> [ENTRIES PROVIDED]
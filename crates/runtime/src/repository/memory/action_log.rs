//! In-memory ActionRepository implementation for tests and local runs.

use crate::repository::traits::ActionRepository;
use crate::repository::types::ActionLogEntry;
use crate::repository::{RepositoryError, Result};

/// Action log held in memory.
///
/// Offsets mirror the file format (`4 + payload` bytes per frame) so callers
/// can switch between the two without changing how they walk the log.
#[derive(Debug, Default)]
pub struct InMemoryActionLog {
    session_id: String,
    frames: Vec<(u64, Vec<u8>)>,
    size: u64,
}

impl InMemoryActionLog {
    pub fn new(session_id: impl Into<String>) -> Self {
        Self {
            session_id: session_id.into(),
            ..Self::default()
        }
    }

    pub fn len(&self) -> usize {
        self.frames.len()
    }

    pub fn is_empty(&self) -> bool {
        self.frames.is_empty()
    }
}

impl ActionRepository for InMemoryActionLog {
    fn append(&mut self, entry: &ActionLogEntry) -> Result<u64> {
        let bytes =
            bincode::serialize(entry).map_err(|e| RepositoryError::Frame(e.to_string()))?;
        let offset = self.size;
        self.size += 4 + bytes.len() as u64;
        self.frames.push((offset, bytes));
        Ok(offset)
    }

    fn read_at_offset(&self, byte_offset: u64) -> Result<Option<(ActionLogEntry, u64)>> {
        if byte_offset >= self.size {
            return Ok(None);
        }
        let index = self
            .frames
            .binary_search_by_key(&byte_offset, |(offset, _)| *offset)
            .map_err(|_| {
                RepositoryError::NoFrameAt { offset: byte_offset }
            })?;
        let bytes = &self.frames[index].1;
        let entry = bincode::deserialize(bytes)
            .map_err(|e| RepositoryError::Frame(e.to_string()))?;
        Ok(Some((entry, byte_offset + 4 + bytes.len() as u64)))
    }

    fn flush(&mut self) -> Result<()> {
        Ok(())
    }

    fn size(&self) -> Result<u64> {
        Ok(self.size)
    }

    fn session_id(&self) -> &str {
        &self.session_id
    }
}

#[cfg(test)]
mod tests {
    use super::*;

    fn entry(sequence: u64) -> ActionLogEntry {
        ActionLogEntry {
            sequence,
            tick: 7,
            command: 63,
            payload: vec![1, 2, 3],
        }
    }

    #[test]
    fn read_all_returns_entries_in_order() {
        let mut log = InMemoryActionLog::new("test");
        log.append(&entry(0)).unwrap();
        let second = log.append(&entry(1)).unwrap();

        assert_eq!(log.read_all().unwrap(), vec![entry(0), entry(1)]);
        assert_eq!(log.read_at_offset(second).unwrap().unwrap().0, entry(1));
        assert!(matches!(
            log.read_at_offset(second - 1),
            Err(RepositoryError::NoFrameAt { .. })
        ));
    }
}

> [WHAT IS NEEDED] Your task is to copy each line of the material that contains the word "NoFrameAt".

> [ANSWER AREA]
                RepositoryError::NoFrameAt { offset: byte_offset }
            Err(RepositoryError::NoFrameAt { .. })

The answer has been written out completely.